Copy, word for word, the lines of the entries below between the one with "assert_eq!(*coordinator.snapshot(), fixture::week());" and the one with "app.add(1).unwrap();", inclusive, and leave out everything else.

:: Entries provided ::
* * * *
//! Interview scheduling: a week of bookable appointment slots, each driven by
//! its own mode stack, kept in step with a remote store through optimistic
//! save and delete calls.

pub mod application;
pub mod appointment;
pub mod config;
pub mod display;
pub mod error;
pub mod form;
pub mod parser;
pub mod remote;
pub mod schedule;
pub mod visual_mode;
pub mod web;
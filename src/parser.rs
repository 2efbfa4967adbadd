use std::path::Path;

use csv::ReaderBuilder;
use thiserror::Error;

use crate::display::BookingRow;
use crate::error::ScheduleError;
use crate::schedule::slot_utils::parse_slot_time;
use crate::schedule::{AppointmentId, Interview, ScheduleSnapshot};

#[derive(Debug, Error)]
pub enum SeedError {
    #[error("could not read seed bookings: {0}")]
    Csv(#[from] csv::Error),
    #[error("row {row}: {source}")]
    Booking {
        row: usize,
        #[source]
        source: ScheduleError,
    },
}

/// Loads bookings from a `day,time,student,interviewer` CSV (the format `export` writes).
/// Rows with a blank student are skipped.
pub fn load_bookings<P: AsRef<Path>>(csv_path: P) -> Result<Vec<BookingRow>, SeedError> {
    let mut reader = ReaderBuilder::new().trim(csv::Trim::All).from_path(csv_path)?;
    let mut rows = Vec::new();
    for record in reader.deserialize::<BookingRow>() {
        let row = record?;
        if row.student.is_empty() {
            continue;
        }
        rows.push(row);
    }
    Ok(rows)
}

/// Books each row into a copy of `base`, matching day by name, slot by time
/// label and interviewer by name. Later rows win when two name the same slot.
pub fn apply_bookings(base: &ScheduleSnapshot, rows: &[BookingRow]) -> Result<ScheduleSnapshot, SeedError> {
    let mut snapshot = base.clone();
    for (index, row) in rows.iter().enumerate() {
        let booking = resolve_booking(&snapshot, row)
            .and_then(|(appointment_id, interview)| snapshot.with_interview(appointment_id, interview));
        snapshot = booking.map_err(|source| SeedError::Booking {
            row: index + 1,
            source,
        })?;
    }
    Ok(snapshot)
}

fn resolve_booking(snapshot: &ScheduleSnapshot, row: &BookingRow) -> Result<(AppointmentId, Interview), ScheduleError> {
    let day = snapshot
        .days()
        .iter()
        .find(|day| day.name.eq_ignore_ascii_case(&row.day))
        .ok_or_else(|| ScheduleError::UnknownDay(row.day.clone()))?;

    let unknown_slot = || ScheduleError::UnknownSlot {
        day: day.name.clone(),
        time: row.time.clone(),
    };
    let wanted = parse_slot_time(&row.time).ok_or_else(unknown_slot)?;
    let appointment = snapshot
        .appointments_for_day(&day.name)
        .into_iter()
        .find(|appointment| parse_slot_time(&appointment.time) == Some(wanted))
        .ok_or_else(unknown_slot)?;

    let interviewer = snapshot
        .interviewer_by_name(&row.interviewer)
        .ok_or_else(|| ScheduleError::UnknownInterviewerName(row.interviewer.clone()))?;

    Ok((
        appointment.id,
        Interview {
            student: row.student.clone(),
            interviewer: interviewer.id,
        },
    ))
}

#[cfg(test)]
mod tests {
    use super::*;
    use crate::display::write_schedule_to_file;
    use crate::schedule::fixture;
    use std::io::Write;

    fn write_csv(contents: &str) -> tempfile::NamedTempFile {
        let mut file = tempfile::NamedTempFile::new().unwrap();
        file.write_all(contents.as_bytes()).unwrap();
        file
    }

    #[test]
    fn loads_and_applies_bookings() {
        let file = write_csv(
            "day,time,student,interviewer\n\
             monday, 12pm ,Lydia Miller-Jones,Sylvia Palmer\n\
             Friday,4pm,,Sven Jones\n",
        );
        let rows = load_bookings(file.path()).unwrap();
        assert_eq!(rows.len(), 1);

        let week = apply_bookings(&fixture::empty_week(), &rows).unwrap();
        let details = week.interview_details(1).unwrap();
        assert_eq!(details.student, "Lydia Miller-Jones");
        assert_eq!(details.interviewer.name, "Sylvia Palmer");
        assert_eq!(week.spots_remaining(week.day("Monday").unwrap()), 4);
    }

    #[test]
    fn export_reloads_into_the_same_week() {
        let file = tempfile::NamedTempFile::new().unwrap();
        write_schedule_to_file(&fixture::week(), file.path()).unwrap();

        let rows = load_bookings(file.path()).unwrap();
        let reloaded = apply_bookings(&fixture::empty_week(), &rows).unwrap();
        assert_eq!(reloaded, fixture::week());
    }

    #[test]
    fn reports_the_offending_row() {
        let rows = vec![
            BookingRow {
                day: "Monday".to_string(),
                time: "12pm".to_string(),
                student: "Lydia".to_string(),
                interviewer: "Sylvia Palmer".to_string(),
            },
            BookingRow {
                day: "Monday".to_string(),
                time: "9am".to_string(),
                student: "Ada".to_string(),
                interviewer: "Sylvia Palmer".to_string(),
            },
        ];
        let error = apply_bookings(&fixture::empty_week(), &rows).unwrap_err();
        assert!(matches!(
            error,
            SeedError::Booking {
                row: 2,
                source: ScheduleError::UnknownSlot { .. }
            }
        ));
        assert_eq!(error.to_string(), "row 2: Monday has no 9am slot");
    }
}
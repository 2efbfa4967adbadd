use std::sync::Arc;
use std::time::Duration;

use actix_web::dev::ServerHandle;
use interview_scheduler::application::Application;
use interview_scheduler::appointment::Mode;
use interview_scheduler::error::{RemoteError, ScheduleError};
use interview_scheduler::remote::{HttpSchedulerApi, Operation, ScheduleStore, SchedulerApi};
use interview_scheduler::schedule::fixture::{self, SYLVIA_PALMER};
use interview_scheduler::schedule::{Interview, ScheduleCoordinator};
use interview_scheduler::web;

async fn spawn_server() -> (Arc<ScheduleStore>, HttpSchedulerApi, ServerHandle) {
    std::env::set_var("NO_PROXY", "127.0.0.1,localhost");
    let store = Arc::new(ScheduleStore::with_fixture());
    let (server, addrs) = web::bind_server("127.0.0.1", 0, Some(1), store.clone()).unwrap();
    let handle = server.handle();
    actix_web::rt::spawn(server);

    let api = HttpSchedulerApi::new(format!("http://{}", addrs[0]), Duration::from_secs(5)).unwrap();
    (store, api, handle)
}

#[actix_web::test]
async fn loads_the_seeded_week_over_http() {
    let (_, api, handle) = spawn_server().await;

    let coordinator = ScheduleCoordinator::load(Arc::new(api)).await.unwrap();
    assert_eq!(*coordinator.snapshot(), fixture::week());

    handle.stop(true).await;
}

#[actix_web::test]
async fn books_and_cancels_through_the_server() {
    let (store, api, handle) = spawn_server().await;
    let mut app = Application::start(Arc::new(api)).await.unwrap();

    app.add(1).unwrap();
    app.set_student(1, "Lydia Miller-Jones").unwrap();
    app.select_interviewer(1, SYLVIA_PALMER).unwrap();
    app.save(1).unwrap();
    app.settle().await;

    assert_eq!(app.view(1).unwrap().mode, Mode::Show);
    assert_eq!(app.day_item("Monday").unwrap().spots_text(), "1 spot remaining");
    assert_eq!(
        store.schedule().interview_details(1).map(|details| details.student.to_string()),
        Some("Lydia Miller-Jones".to_string())
    );

    app.delete(1).unwrap();
    app.confirm(1).unwrap();
    app.settle().await;
    assert_eq!(app.view(1).unwrap().mode, Mode::Empty);
    assert!(!store.schedule().appointment(1).unwrap().is_booked());

    handle.stop(true).await;
}

#[actix_web::test]
async fn armed_failure_surfaces_as_an_error_view() {
    let (store, api, handle) = spawn_server().await;
    api.fail_next(Operation::Save).await.unwrap();
    let mut app = Application::start(Arc::new(api)).await.unwrap();

    app.add(4).unwrap();
    app.set_student(4, "Lydia Miller-Jones").unwrap();
    app.select_interviewer(4, SYLVIA_PALMER).unwrap();
    app.save(4).unwrap();
    app.settle().await;

    let error = app.view(4).unwrap();
    assert_eq!(error.mode, Mode::ErrorSave);
    assert!(error.contains_text("Could not book appointment."));
    app.close(4).unwrap();
    assert_eq!(app.view(4).unwrap().mode, Mode::Create);
    assert_eq!(store.schedule(), fixture::week());

    handle.stop(true).await;
}

#[actix_web::test]
async fn record_errors_and_reset() {
    let (store, api, handle) = spawn_server().await;

    let unknown = api
        .save_interview(99, &Interview { student: "Lydia".to_string(), interviewer: 1 })
        .await;
    assert_eq!(unknown, Err(RemoteError::UnknownAppointment(99)));
    assert!(matches!(api.delete_interview(99).await, Err(RemoteError::UnknownAppointment(99))));

    api.delete_interview(2).await.unwrap();
    assert!(!store.schedule().appointment(2).unwrap().is_booked());

    api.reset().await.unwrap();
    assert_eq!(store.schedule(), fixture::week());

    let coordinator = ScheduleCoordinator::with_snapshot(Arc::new(api), fixture::week());
    assert_eq!(
        coordinator
            .book_interview(1, Interview { student: "Lydia".to_string(), interviewer: 42 })
            .await,
        Err(ScheduleError::UnknownInterviewer(42))
    );

    handle.stop(true).await;
}
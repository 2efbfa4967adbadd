use serde::{Deserialize, Serialize};

pub type DayId = u32;
pub type AppointmentId = u32;
pub type InterviewerId = u32;

/// A weekday offering a fixed set of appointment slots
#[derive(Debug, Clone, PartialEq, Eq, Serialize, Deserialize)]
pub struct Day {
    pub id: DayId,
    pub name: String,
    pub appointments: Vec<AppointmentId>, // in slot order
    pub interviewers: Vec<InterviewerId>, // available on this day
}

/// A booked interview: owned by exactly one appointment
#[derive(Debug, Clone, PartialEq, Eq, Serialize, Deserialize)]
pub struct Interview {
    pub student: String,
    pub interviewer: InterviewerId,
}

/// One bookable slot. `interview` is `None` for an empty slot.
#[derive(Debug, Clone, PartialEq, Eq, Serialize, Deserialize)]
pub struct Appointment {
    pub id: AppointmentId,
    pub time: String,
    pub day: DayId,
    pub interview: Option<Interview>,
}

impl Appointment {
    pub fn is_booked(&self) -> bool {
        self.interview.is_some()
    }
}

#[derive(Debug, Clone, PartialEq, Eq, Serialize, Deserialize)]
pub struct Interviewer {
    pub id: InterviewerId,
    pub name: String,
    pub avatar: String,
}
* * * *
:: Expected answer ::
    assert_eq!(*coordinator.snapshot(), fixture::week());

    handle.stop(true).await;
}

#[actix_web::test]
async fn books_and_cancels_through_the_server() {
    let (store, api, handle) = spawn_server().await;
    let mut app = Application::start(Arc::new(api)).await.unwrap();

    app.add(1).unwrap();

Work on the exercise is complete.